Ed Bernet

No. 83, 85
- Position: Wide receiver

Personal information
- Born: October 24, 1933 (age 92) Dallas, Texas, U.S.
- Listed height: 6 ft 3 in (1.91 m)
- Listed weight: 203 lb (92 kg)

Career information
- High school: Highland Park (University Park, Texas)
- College: SMU (1951–1954)
- NFL draft: 1955 (3rd round, 30th overall pick)

Career history
- Pittsburgh Steelers (1955); Dallas Texans (1960);

Awards and highlights
- Second-team All-SWC (1953);

Career NFL/AFL statistics
- Receptions: 26
- Receiving yards: 325
- Touchdowns: 1
- Stats at Pro Football Reference

= Ed Bernet =

American football player (born 1933)

Edward Nelson Bernet (born October 24, 1933) is an American country singer and former professional football player.

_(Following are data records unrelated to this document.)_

//! Construction benchmarks: the canonical cube and seeded random
//! clouds inside a containing tetrahedron.

use cdt3d::{compute_cdt, CdtOptions};
use criterion::{black_box, criterion_group, criterion_main, BenchmarkId, Criterion};
use rand::distributions::{Distribution, Uniform};
use rand_pcg::Pcg64;

const PCG_STATE: u128 = 0xcafe_f00d_d15e_a5e5;
const PCG_STREAM: u128 = 0xa02b_dbf7_bb3c_0a7a_c28f_a16a_64ab_f96;

fn cube_input() -> (Vec<f64>, Vec<u32>) {
    let vertices = vec![
        0.0, 0.0, 0.0, 1.0, 0.0, 0.0, 1.0, 1.0, 0.0, 0.0, 1.0, 0.0, //
        0.0, 0.0, 1.0, 1.0, 0.0, 1.0, 1.0, 1.0, 1.0, 0.0, 1.0, 1.0,
    ];
    let triangles = vec![
        0, 2, 1, 0, 3, 2, 4, 5, 6, 4, 6, 7, 0, 1, 5, 0, 5, 4, //
        1, 2, 6, 1, 6, 5, 2, 3, 7, 2, 7, 6, 3, 0, 4, 3, 4, 7,
    ];
    (vertices, triangles)
}

fn cloud_input(points: usize) -> (Vec<f64>, Vec<u32>) {
    let mut rng = Pcg64::new(PCG_STATE, PCG_STREAM);
    let dist = Uniform::new(1.0f64, 3.0);
    let mut vertices = vec![
        0.0, 0.0, 0.0, //
        10.0, 0.0, 0.0, //
        0.0, 10.0, 0.0, //
        0.0, 0.0, 10.0,
    ];
    for _ in 0..points {
        vertices.push(dist.sample(&mut rng));
        vertices.push(dist.sample(&mut rng));
        vertices.push(dist.sample(&mut rng));
    }
    let triangles = vec![0, 2, 1, 0, 1, 3, 1, 2, 3, 2, 0, 3];
    (vertices, triangles)
}

fn bench_cube(c: &mut Criterion) {
    let (vertices, triangles) = cube_input();
    let options = CdtOptions::default();
    c.bench_function("cdt/unit_cube", |b| {
        b.iter(|| {
            let result = compute_cdt(black_box(&vertices), black_box(&triangles), &options);
            assert!(result.success);
            result
        });
    });
}

fn bench_clouds(c: &mut Criterion) {
    let options = CdtOptions::default();
    let mut group = c.benchmark_group("cdt/interior_cloud");
    for points in [25usize, 100, 400] {
        let (vertices, triangles) = cloud_input(points);
        group.bench_with_input(BenchmarkId::from_parameter(points), &points, |b, _| {
            b.iter(|| compute_cdt(black_box(&vertices), black_box(&triangles), &options));
        });
    }
    group.finish();
}

criterion_group!(benches, bench_cube, bench_clouds);
criterion_main!(benches);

He played in the National Football League (NFL) and American Football League (AFL) as a wide receiver.

Bernet played college football for the SMU Mustangs before playing for the NFL's Pittsburgh Steelers in 1955, then returned to his hometown in 1960 to play for the AFL's Dallas Texans. After retire, he formed country group the Levee Singers. He performed Truck driving country and road music.